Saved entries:
══════════════════════════════

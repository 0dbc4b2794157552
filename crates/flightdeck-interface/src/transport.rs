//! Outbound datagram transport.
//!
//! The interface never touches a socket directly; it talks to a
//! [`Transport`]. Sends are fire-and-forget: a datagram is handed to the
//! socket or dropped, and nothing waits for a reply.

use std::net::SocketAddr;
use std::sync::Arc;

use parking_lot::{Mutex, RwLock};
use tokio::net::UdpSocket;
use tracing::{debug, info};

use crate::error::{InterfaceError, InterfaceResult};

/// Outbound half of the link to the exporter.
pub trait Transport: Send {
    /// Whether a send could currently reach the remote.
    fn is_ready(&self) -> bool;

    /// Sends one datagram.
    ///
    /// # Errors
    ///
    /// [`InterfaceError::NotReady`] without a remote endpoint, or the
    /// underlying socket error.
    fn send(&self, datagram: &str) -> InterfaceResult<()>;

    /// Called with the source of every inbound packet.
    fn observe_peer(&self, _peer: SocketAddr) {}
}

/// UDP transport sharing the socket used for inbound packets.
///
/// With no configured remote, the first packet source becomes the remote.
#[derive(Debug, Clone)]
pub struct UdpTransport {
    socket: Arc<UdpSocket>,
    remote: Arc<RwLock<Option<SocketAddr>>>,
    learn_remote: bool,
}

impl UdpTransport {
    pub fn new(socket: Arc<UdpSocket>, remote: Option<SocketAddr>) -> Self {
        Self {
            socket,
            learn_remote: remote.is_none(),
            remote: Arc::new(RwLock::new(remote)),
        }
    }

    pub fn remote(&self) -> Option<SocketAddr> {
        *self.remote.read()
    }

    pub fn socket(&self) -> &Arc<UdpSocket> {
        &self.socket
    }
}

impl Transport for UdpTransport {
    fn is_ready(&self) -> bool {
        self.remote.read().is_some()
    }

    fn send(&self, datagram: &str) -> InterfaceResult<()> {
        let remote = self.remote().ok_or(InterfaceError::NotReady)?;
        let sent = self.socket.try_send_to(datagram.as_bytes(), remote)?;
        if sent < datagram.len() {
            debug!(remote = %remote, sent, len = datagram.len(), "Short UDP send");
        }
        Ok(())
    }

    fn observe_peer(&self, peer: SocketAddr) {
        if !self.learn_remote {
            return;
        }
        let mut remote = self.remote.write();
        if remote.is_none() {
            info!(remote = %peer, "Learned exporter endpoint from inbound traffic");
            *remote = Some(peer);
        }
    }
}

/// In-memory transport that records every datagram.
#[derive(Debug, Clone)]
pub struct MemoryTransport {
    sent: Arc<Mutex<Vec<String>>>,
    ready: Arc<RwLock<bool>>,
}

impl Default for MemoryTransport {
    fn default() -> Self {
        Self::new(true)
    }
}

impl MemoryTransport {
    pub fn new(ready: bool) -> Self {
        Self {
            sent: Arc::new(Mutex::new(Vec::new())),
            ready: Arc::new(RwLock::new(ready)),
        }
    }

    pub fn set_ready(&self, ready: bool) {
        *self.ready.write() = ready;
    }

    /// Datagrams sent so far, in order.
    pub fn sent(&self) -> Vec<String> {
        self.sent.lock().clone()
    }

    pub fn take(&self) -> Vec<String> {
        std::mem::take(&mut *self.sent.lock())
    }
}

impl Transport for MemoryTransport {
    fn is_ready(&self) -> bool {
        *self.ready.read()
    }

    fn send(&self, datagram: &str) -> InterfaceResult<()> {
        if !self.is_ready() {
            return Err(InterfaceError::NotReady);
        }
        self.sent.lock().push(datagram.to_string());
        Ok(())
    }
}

══════════════════════════════

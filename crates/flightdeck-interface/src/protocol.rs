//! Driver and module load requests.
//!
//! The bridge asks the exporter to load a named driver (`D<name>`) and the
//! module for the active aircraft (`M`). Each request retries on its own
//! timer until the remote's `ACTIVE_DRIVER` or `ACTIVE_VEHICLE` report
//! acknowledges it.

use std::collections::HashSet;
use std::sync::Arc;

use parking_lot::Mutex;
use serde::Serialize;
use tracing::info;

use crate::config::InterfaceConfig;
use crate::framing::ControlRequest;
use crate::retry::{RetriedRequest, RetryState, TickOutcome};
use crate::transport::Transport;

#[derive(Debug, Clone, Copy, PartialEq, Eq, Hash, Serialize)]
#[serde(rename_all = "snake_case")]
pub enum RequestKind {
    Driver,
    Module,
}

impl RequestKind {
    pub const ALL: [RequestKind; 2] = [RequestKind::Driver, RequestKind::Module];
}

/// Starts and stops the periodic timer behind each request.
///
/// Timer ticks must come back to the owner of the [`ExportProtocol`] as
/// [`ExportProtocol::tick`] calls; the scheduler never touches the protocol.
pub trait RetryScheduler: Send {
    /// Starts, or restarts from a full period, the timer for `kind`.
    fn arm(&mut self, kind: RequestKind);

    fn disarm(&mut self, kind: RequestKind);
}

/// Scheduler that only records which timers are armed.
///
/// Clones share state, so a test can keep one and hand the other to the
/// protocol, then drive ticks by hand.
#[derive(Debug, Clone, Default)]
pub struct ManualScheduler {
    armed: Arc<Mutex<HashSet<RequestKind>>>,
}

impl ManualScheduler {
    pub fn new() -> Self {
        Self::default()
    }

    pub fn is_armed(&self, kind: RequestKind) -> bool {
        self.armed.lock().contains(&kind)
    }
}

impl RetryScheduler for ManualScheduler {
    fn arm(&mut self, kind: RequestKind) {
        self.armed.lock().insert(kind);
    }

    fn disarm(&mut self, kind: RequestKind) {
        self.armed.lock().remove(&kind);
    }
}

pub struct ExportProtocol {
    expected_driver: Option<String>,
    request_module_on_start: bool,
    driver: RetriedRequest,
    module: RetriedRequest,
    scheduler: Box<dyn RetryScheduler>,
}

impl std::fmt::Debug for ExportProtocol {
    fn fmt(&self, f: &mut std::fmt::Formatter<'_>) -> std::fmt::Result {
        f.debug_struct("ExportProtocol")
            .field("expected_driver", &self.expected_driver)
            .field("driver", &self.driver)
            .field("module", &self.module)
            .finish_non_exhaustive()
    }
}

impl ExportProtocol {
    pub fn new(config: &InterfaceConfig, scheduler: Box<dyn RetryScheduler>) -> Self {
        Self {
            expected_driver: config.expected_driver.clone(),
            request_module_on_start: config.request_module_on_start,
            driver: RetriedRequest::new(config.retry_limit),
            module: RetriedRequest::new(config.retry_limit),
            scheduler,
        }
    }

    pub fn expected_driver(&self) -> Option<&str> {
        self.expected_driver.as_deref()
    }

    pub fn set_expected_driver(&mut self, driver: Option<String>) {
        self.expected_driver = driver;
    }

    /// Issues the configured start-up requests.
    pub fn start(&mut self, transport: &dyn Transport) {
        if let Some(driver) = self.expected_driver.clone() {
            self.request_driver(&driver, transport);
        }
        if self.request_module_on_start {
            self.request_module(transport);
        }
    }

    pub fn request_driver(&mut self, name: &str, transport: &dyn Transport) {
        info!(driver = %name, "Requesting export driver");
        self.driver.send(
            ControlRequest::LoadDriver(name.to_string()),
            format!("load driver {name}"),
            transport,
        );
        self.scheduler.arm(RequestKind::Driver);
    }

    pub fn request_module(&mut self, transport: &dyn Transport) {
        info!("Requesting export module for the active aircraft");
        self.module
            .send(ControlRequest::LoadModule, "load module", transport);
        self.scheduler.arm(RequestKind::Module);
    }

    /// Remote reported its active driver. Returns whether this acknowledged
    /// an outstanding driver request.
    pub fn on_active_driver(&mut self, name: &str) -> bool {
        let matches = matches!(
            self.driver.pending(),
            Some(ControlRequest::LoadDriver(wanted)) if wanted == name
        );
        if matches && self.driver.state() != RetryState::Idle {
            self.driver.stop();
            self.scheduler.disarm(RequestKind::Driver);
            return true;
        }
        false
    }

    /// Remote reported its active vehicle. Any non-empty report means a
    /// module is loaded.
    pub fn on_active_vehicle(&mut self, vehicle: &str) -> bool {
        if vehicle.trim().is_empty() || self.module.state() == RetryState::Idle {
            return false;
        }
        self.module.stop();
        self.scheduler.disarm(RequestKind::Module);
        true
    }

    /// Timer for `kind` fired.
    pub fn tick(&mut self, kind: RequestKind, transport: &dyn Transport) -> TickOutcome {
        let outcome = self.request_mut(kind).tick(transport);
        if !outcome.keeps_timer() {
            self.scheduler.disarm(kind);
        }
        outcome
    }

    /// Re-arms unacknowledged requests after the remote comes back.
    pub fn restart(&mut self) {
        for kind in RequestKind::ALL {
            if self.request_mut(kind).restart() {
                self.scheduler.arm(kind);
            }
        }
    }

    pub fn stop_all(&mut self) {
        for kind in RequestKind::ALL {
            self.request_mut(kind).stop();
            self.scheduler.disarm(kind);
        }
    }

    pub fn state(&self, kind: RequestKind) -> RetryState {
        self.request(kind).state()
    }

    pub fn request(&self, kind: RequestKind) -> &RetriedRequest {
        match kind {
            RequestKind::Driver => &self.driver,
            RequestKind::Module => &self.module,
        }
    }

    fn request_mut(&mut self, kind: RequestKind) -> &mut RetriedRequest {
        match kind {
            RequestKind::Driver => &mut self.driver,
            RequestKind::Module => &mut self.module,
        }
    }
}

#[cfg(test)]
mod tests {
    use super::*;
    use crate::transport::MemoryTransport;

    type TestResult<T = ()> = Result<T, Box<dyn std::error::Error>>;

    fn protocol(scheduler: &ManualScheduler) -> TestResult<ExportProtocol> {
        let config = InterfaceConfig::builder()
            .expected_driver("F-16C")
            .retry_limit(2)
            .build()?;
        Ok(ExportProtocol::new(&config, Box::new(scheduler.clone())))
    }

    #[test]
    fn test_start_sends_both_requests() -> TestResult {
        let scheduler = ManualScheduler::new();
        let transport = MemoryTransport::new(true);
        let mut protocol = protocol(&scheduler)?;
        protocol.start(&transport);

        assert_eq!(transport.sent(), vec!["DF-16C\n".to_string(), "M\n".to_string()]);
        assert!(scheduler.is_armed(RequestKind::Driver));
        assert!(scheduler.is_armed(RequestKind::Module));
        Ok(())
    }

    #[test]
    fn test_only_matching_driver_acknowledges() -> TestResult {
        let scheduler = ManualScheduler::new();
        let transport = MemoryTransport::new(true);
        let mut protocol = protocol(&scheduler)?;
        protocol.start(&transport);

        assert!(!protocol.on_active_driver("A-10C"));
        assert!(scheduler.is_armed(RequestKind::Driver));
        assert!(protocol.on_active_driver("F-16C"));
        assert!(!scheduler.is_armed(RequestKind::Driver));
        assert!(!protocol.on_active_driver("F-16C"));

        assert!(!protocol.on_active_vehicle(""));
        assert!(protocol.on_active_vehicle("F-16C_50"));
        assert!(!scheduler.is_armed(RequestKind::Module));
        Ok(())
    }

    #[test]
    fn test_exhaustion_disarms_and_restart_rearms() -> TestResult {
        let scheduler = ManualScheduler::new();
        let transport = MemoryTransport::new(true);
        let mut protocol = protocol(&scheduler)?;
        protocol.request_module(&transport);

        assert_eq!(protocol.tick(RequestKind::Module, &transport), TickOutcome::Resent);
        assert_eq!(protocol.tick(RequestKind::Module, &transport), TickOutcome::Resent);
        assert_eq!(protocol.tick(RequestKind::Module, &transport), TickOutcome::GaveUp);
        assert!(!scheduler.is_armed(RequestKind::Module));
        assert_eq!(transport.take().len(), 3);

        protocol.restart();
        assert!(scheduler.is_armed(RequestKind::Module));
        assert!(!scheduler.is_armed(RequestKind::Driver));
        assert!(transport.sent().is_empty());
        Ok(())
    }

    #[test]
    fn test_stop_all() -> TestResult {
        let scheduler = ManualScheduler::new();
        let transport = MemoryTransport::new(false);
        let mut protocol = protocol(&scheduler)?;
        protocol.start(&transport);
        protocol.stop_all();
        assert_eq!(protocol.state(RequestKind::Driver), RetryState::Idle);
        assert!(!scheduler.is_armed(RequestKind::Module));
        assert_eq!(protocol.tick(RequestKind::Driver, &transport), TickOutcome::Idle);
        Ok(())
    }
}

══════════════════════════════

◆ Problem details:
In the entries above, find the line holding "fn observe_peer(&self, _peer: SocketAddr)" and the line holding "pub fn new(socket: Arc<UdpSocket>, remote: Option<SocketAddr>)", then retype exactly those two lines and every line between them, and nothing else.

◆ Task result:
    fn observe_peer(&self, _peer: SocketAddr) {}
}

/// UDP transport sharing the socket used for inbound packets.
///
/// With no configured remote, the first packet source becomes the remote.
#[derive(Debug, Clone)]
pub struct UdpTransport {
    socket: Arc<UdpSocket>,
    remote: Arc<RwLock<Option<SocketAddr>>>,
    learn_remote: bool,
}

impl UdpTransport {
    pub fn new(socket: Arc<UdpSocket>, remote: Option<SocketAddr>) -> Self {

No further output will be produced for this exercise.